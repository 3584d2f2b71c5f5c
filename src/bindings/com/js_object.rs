//! Plugin dispatch wrapper
//!
//! `ComJavascriptObject` exposes a native `ScriptObject` as `IDispatch`.
//! Member names get DISPIDs on first lookup and keep them for the wrapper's
//! lifetime. When the COM reference count returns to zero, or the wrapper is
//! dropped without ever being referenced, it finalizes: it unregisters from
//! the native object and leaves the host's wrapper cache.

use parking_lot::Mutex;
use std::any::Any;
use std::collections::HashMap;
use std::sync::atomic::{AtomicBool, AtomicU32, Ordering};
use std::sync::{Arc, Weak};

use super::host::ComBrowserHost;
use super::types::{ComError, ComResult, ComVariant, DispId, Dispatch, DispatchFlags, HResult};
use crate::bindings::marshal::VariantMarshaler;
use crate::bindings::protocol::BrowserHost;
use crate::core::error::BridgeError;
use crate::scripting::object::{object_address, ScriptObjectRef, WeakScriptObjectRef};
use crate::scripting::proxy::ScriptProxy;
use crate::value::Value;

enum NativeRef {
    Strong(ScriptObjectRef),
    Weak(WeakScriptObjectRef),
}

#[derive(Default)]
struct DispIdTable {
    by_name: HashMap<String, DispId>,
    names: Vec<String>,
}

impl DispIdTable {
    fn id_for(&mut self, name: &str) -> DispId {
        if let Some(id) = self.by_name.get(name) {
            return *id;
        }
        self.names.push(name.to_string());
        let id = DispId(self.names.len() as i32);
        self.by_name.insert(name.to_string(), id);
        id
    }

    fn name_of(&self, id: DispId) -> Option<&str> {
        let index = usize::try_from(id.0).ok()?.checked_sub(1)?;
        self.names.get(index).map(String::as_str)
    }
}

pub struct ComJavascriptObject {
    host: Weak<ComBrowserHost>,
    target: Mutex<Option<NativeRef>>,
    target_address: usize,
    weak: bool,
    refs: AtomicU32,
    detached: AtomicBool,
    finalized: AtomicBool,
    dispids: Mutex<DispIdTable>,
}

impl ComJavascriptObject {
    pub(crate) fn new(host: Weak<ComBrowserHost>, target: &ScriptObjectRef, weak: bool) -> Arc<Self> {
        let native = if weak {
            NativeRef::Weak(Arc::downgrade(target))
        } else {
            NativeRef::Strong(Arc::clone(target))
        };
        let wrapper = Arc::new(ComJavascriptObject {
            host,
            target: Mutex::new(Some(native)),
            target_address: object_address(target),
            weak,
            refs: AtomicU32::new(0),
            detached: AtomicBool::new(false),
            finalized: AtomicBool::new(false),
            dispids: Mutex::new(DispIdTable::default()),
        });
        let proxy = Arc::downgrade(&wrapper) as Weak<dyn ScriptProxy>;
        target.register_proxy(proxy);
        wrapper
    }

    pub fn is_weak(&self) -> bool {
        self.weak
    }

    pub fn is_attached(&self) -> bool {
        !self.detached.load(Ordering::SeqCst)
    }

    pub fn ref_count(&self) -> u32 {
        self.refs.load(Ordering::SeqCst)
    }

    pub fn target(&self) -> Option<ScriptObjectRef> {
        if self.detached.load(Ordering::SeqCst) {
            return None;
        }
        match self.target.lock().as_ref()? {
            NativeRef::Strong(target) => Some(Arc::clone(target)),
            NativeRef::Weak(target) => target.upgrade(),
        }
    }

    pub fn native_value(&self) -> Value {
        if self.detached.load(Ordering::SeqCst) {
            return Value::Null;
        }
        match self.target.lock().as_ref() {
            Some(NativeRef::Strong(target)) => Value::Object(Arc::clone(target)),
            Some(NativeRef::Weak(target)) => Value::WeakObject(target.clone()),
            None => Value::Null,
        }
    }

    pub(crate) fn detach_from_target(&self) {
        self.detached.store(true, Ordering::SeqCst);
        let released = self.target.lock().take();
        drop(released);
    }

    fn finalize(&self) {
        if self.finalized.swap(true, Ordering::SeqCst) {
            return;
        }
        let released = self.target.lock().take();
        self.detached.store(true, Ordering::SeqCst);
        let target = match &released {
            Some(NativeRef::Strong(target)) => Some(Arc::clone(target)),
            Some(NativeRef::Weak(target)) => target.upgrade(),
            None => None,
        };
        if let Some(target) = target {
            target.unregister_proxy(self);
        }
        if let Some(host) = self.host.upgrade() {
            host.forget_wrapper((self.target_address, self.weak), self as *const Self);
        }
        drop(released);
    }

    fn resolve(&self) -> ComResult<(Arc<ComBrowserHost>, ScriptObjectRef)> {
        let host = self
            .host
            .upgrade()
            .ok_or_else(|| ComError::new(HResult::E_UNEXPECTED, "browser host is gone"))?;
        host.affinity().assert_main_thread("IDispatch::Invoke");
        let target = self
            .target()
            .ok_or_else(|| ComError::from_bridge(&BridgeError::Invalidated))?;
        Ok((host, target))
    }

    fn dispatch_member(
        &self,
        target: &ScriptObjectRef,
        name: &str,
        flags: DispatchFlags,
        args: &[Value],
    ) -> Result<Value, BridgeError> {
        if flags.is_put() {
            let value = args.last().cloned().unwrap_or_default();
            let stored = match name.parse::<u32>() {
                Ok(index) if !target.has_property(name) => target.set_property_index(index, value),
                _ => target.set_property(name, value),
            };
            return stored.map(|_| Value::Void);
        }
        if flags.contains(DispatchFlags::METHOD) && target.has_method(name) {
            return target.invoke(name, args);
        }
        if flags.contains(DispatchFlags::PROPERTYGET) {
            return match name.parse::<u32>() {
                Ok(index) if !target.has_property(name) => target.get_property_index(index),
                _ => target.get_property(name),
            };
        }
        Err(BridgeError::NoSuchMethod(name.to_string()))
    }
}

impl Dispatch for ComJavascriptObject {
    fn add_ref(&self) -> u32 {
        self.refs.fetch_add(1, Ordering::SeqCst) + 1
    }

    fn release(&self) -> u32 {
        let previous = self
            .refs
            .fetch_update(Ordering::SeqCst, Ordering::SeqCst, |n| n.checked_sub(1))
            .unwrap_or(0);
        let remaining = previous.saturating_sub(1);
        if previous == 1 {
            self.finalize();
        }
        remaining
    }

    fn get_dispid(&self, name: &str) -> ComResult<DispId> {
        let (_, target) = self.resolve()?;
        let known = target.has_method(name)
            || target.has_property(name)
            || target.has_event(name)
            || name
                .parse::<u32>()
                .map(|i| target.has_property_index(i))
                .unwrap_or(false);
        if !known {
            return Err(ComError::new(
                HResult::DISP_E_UNKNOWNNAME,
                format!("Unknown name: {}", name),
            ));
        }
        Ok(self.dispids.lock().id_for(name))
    }

    fn invoke(&self, id: DispId, flags: DispatchFlags, args: &[ComVariant]) -> ComResult<ComVariant> {
        let (host, target) = self.resolve()?;
        let args = host
            .to_native_values(args)
            .map_err(|err| ComError::from_bridge(&err))?;

        let result = if id == DispId::VALUE {
            if flags.is_put() {
                Err(BridgeError::NoSuchProperty("<default>".to_string()))
            } else {
                target.invoke_default(&args)
            }
        } else {
            let name = self
                .dispids
                .lock()
                .name_of(id)
                .map(str::to_string)
                .ok_or_else(|| ComError::new(HResult::DISP_E_MEMBERNOTFOUND, "Unknown DISPID"))?;
            self.dispatch_member(&target, &name, flags, &args)
        };

        match result.and_then(|value| host.to_host_value(&value)) {
            Ok(value) => Ok(value),
            Err(err) => {
                tracing::debug!(target: "bridge::com", error = %err, "script call failed");
                Err(ComError::from_bridge(&err))
            }
        }
    }

    fn member_names(&self) -> ComResult<Vec<String>> {
        let (_, target) = self.resolve()?;
        Ok(target.member_names())
    }

    fn delete_member(&self, name: &str) -> ComResult<()> {
        let (_, target) = self.resolve()?;
        target
            .remove_property(name)
            .map_err(|err| ComError::from_bridge(&err))
    }

    fn as_any(&self) -> &dyn Any {
        self
    }
}

impl ScriptProxy for ComJavascriptObject {
    fn detach(&self) {
        self.detach_from_target();
    }

    fn is_detached(&self) -> bool {
        !self.is_attached()
    }
}

impl Drop for ComJavascriptObject {
    fn drop(&mut self) {
        self.finalize();
    }
}

#[cfg(test)]
mod tests {
    use super::*;

    #[test]
    fn test_dispid_table_is_stable() {
        let mut table = DispIdTable::default();
        let a = table.id_for("alpha");
        let b = table.id_for("beta");
        assert_eq!(table.id_for("alpha"), a);
        assert_ne!(a, b);
        assert_ne!(a, DispId::VALUE);
        assert_eq!(table.name_of(b), Some("beta"));
        assert_eq!(table.name_of(DispId::UNKNOWN), None);
    }
}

# # # # # # #

**YOUR TASK**
Find the string "downgrade" in the listing and return every line that holds it.

**SOLVED PROBLEM**
            NativeRef::Weak(Arc::downgrade(target))
        let proxy = Arc::downgrade(&wrapper) as Weak<dyn ScriptProxy>;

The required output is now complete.